### Exercise
Pull from the data below each line where the word "entry" occurs, and copy it.
Provided entries section start
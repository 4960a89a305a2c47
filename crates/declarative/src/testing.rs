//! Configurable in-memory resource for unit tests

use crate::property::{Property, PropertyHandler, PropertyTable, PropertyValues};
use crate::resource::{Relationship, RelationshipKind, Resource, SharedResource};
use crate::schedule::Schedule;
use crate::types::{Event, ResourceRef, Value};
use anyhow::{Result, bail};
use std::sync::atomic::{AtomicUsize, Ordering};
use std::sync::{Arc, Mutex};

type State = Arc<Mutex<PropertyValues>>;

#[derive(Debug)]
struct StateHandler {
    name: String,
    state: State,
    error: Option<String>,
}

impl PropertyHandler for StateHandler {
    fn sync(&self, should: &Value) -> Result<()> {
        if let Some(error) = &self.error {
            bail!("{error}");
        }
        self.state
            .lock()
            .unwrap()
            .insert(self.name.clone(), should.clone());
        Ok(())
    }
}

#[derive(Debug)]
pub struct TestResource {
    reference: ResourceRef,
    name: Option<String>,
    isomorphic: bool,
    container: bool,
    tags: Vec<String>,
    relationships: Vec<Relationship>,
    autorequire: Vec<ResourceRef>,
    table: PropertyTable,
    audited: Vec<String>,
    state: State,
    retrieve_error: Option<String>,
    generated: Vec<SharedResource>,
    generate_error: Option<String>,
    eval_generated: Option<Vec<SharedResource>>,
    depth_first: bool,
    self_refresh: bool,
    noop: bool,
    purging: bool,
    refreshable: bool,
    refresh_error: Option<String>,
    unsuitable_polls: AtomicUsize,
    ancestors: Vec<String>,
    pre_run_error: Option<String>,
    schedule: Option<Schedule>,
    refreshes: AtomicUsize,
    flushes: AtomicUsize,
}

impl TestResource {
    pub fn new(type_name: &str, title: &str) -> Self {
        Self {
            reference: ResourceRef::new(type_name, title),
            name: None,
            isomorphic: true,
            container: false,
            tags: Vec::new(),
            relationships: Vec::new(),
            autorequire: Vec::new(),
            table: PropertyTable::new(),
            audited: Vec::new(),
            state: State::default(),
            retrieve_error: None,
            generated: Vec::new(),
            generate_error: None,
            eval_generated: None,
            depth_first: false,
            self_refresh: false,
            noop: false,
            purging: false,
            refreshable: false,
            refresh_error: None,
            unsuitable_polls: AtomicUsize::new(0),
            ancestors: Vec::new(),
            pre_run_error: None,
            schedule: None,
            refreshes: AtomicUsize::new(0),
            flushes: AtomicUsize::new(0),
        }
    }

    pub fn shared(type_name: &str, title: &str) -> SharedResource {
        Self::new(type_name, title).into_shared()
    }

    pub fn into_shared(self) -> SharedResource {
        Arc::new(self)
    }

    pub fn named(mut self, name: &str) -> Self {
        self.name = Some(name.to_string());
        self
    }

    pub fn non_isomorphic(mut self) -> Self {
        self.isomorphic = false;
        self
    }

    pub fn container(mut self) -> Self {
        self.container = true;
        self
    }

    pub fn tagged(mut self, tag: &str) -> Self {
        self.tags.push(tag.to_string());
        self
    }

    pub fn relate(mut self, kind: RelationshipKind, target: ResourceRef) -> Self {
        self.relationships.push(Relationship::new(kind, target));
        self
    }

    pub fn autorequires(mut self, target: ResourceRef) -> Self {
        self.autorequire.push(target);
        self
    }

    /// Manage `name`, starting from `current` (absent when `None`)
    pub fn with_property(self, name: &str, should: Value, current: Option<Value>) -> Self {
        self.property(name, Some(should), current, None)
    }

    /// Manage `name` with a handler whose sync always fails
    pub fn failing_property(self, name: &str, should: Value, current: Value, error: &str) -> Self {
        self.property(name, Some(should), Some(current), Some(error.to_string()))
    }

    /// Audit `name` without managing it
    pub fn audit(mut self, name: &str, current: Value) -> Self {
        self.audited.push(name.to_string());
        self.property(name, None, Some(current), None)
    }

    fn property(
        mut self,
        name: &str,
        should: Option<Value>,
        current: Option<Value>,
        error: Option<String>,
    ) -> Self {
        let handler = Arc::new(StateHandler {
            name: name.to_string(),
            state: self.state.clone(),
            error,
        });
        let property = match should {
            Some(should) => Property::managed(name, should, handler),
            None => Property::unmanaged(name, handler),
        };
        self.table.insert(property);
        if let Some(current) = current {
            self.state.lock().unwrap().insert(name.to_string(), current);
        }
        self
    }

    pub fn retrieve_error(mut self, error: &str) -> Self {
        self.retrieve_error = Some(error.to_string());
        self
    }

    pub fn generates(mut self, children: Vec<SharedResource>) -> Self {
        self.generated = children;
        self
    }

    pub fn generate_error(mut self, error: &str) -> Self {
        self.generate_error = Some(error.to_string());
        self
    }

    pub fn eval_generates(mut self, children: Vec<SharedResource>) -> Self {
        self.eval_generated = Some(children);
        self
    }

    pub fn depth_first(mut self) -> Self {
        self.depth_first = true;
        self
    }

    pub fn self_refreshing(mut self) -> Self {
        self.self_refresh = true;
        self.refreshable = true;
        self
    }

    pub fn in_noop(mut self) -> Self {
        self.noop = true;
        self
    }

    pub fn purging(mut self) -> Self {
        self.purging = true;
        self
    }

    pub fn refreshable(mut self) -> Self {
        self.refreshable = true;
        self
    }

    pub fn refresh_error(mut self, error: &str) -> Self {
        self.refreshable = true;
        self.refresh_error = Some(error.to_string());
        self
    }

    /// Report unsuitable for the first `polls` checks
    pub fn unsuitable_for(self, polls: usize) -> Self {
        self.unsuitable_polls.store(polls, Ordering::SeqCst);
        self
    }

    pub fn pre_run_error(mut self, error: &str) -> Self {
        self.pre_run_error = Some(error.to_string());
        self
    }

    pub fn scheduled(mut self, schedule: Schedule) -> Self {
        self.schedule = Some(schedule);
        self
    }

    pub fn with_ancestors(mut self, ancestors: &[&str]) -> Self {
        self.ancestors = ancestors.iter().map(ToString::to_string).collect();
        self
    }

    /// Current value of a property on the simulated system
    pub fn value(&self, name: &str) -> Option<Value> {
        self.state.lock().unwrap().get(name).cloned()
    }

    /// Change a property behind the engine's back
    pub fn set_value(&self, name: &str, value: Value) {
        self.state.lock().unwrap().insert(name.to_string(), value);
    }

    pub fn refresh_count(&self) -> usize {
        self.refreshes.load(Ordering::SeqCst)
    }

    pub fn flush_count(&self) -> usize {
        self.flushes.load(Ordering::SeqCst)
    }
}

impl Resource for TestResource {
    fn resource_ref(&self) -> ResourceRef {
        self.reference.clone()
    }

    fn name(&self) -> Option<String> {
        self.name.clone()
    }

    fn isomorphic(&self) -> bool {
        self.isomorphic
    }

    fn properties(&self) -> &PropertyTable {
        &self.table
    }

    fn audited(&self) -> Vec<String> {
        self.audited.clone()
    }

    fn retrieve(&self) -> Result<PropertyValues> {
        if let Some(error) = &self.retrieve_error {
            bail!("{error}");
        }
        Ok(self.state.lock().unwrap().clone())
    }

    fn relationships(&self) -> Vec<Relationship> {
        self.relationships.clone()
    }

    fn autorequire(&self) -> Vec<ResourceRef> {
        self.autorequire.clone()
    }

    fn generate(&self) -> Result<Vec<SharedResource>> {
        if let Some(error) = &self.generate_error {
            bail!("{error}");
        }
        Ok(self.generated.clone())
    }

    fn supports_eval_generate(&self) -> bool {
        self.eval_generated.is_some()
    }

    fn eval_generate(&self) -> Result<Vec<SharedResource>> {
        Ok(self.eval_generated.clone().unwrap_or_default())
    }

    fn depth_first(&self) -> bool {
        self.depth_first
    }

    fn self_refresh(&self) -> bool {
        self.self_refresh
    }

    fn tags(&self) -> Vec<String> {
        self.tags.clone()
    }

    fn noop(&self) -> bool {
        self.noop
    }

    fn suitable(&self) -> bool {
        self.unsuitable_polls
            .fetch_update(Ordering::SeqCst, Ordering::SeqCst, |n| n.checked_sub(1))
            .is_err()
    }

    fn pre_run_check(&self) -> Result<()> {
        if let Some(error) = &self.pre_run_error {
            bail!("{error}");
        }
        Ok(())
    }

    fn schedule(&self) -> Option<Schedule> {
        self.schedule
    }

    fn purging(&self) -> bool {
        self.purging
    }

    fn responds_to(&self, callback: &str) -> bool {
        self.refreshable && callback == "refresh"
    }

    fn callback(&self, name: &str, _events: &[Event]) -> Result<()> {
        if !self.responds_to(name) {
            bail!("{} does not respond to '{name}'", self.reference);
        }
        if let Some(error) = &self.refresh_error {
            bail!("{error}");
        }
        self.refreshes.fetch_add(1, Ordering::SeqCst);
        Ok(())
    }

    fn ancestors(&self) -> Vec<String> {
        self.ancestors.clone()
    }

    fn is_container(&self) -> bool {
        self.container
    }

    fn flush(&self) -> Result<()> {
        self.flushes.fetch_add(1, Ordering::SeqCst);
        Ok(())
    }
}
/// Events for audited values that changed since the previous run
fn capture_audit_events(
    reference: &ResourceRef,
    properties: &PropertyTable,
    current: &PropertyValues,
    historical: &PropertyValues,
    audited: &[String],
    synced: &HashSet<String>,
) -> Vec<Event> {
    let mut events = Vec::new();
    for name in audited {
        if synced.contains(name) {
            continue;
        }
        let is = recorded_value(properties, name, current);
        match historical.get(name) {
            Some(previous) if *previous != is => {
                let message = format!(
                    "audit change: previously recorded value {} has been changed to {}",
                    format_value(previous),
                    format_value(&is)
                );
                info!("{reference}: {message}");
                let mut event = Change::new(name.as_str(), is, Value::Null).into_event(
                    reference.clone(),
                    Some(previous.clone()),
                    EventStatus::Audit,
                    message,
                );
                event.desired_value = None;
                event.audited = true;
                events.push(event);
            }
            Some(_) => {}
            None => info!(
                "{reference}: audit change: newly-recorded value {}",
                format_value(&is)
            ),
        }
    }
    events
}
Provided entries section end
Provided entries section start
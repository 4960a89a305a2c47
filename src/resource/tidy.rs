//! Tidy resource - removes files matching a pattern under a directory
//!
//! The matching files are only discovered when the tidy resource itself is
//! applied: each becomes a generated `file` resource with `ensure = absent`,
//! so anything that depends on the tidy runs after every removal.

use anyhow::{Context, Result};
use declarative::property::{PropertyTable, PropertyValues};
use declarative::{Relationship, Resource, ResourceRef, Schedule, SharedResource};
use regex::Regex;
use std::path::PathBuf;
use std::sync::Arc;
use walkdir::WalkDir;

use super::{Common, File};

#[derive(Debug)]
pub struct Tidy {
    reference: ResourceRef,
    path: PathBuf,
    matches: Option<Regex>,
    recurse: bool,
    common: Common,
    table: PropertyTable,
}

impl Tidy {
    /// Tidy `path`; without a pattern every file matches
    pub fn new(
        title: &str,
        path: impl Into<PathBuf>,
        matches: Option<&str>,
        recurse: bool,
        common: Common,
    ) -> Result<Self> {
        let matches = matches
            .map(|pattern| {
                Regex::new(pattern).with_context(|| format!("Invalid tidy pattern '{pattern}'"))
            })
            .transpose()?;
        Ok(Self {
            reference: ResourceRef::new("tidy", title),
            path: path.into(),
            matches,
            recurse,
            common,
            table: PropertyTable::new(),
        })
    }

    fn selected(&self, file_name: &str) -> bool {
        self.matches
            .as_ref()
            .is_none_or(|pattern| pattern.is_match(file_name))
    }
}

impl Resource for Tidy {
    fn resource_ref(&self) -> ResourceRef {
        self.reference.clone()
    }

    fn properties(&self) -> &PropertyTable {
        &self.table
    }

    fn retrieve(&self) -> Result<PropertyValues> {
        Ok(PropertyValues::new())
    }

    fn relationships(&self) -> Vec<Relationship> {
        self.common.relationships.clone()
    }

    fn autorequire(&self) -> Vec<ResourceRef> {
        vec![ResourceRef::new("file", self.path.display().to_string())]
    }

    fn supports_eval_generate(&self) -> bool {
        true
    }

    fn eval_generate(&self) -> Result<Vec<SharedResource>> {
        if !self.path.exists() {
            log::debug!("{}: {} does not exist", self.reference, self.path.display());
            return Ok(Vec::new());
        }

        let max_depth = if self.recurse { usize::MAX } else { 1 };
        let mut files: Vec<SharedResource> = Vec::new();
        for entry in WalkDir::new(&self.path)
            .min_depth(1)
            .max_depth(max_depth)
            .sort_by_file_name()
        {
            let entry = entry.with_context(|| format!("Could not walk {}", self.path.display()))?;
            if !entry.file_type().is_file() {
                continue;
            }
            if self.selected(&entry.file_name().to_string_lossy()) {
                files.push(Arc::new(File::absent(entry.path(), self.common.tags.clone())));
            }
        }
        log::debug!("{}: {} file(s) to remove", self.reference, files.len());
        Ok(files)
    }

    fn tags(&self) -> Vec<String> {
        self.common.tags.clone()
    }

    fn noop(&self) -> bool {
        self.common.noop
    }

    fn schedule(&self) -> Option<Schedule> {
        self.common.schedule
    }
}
Provided entries section end
### Answer section
        for entry in WalkDir::new(&self.path)
            let entry = entry.with_context(|| format!("Could not walk {}", self.path.display()))?;
            if !entry.file_type().is_file() {
            if self.selected(&entry.file_name().to_string_lossy()) {
                files.push(Arc::new(File::absent(entry.path(), self.common.tags.clone())));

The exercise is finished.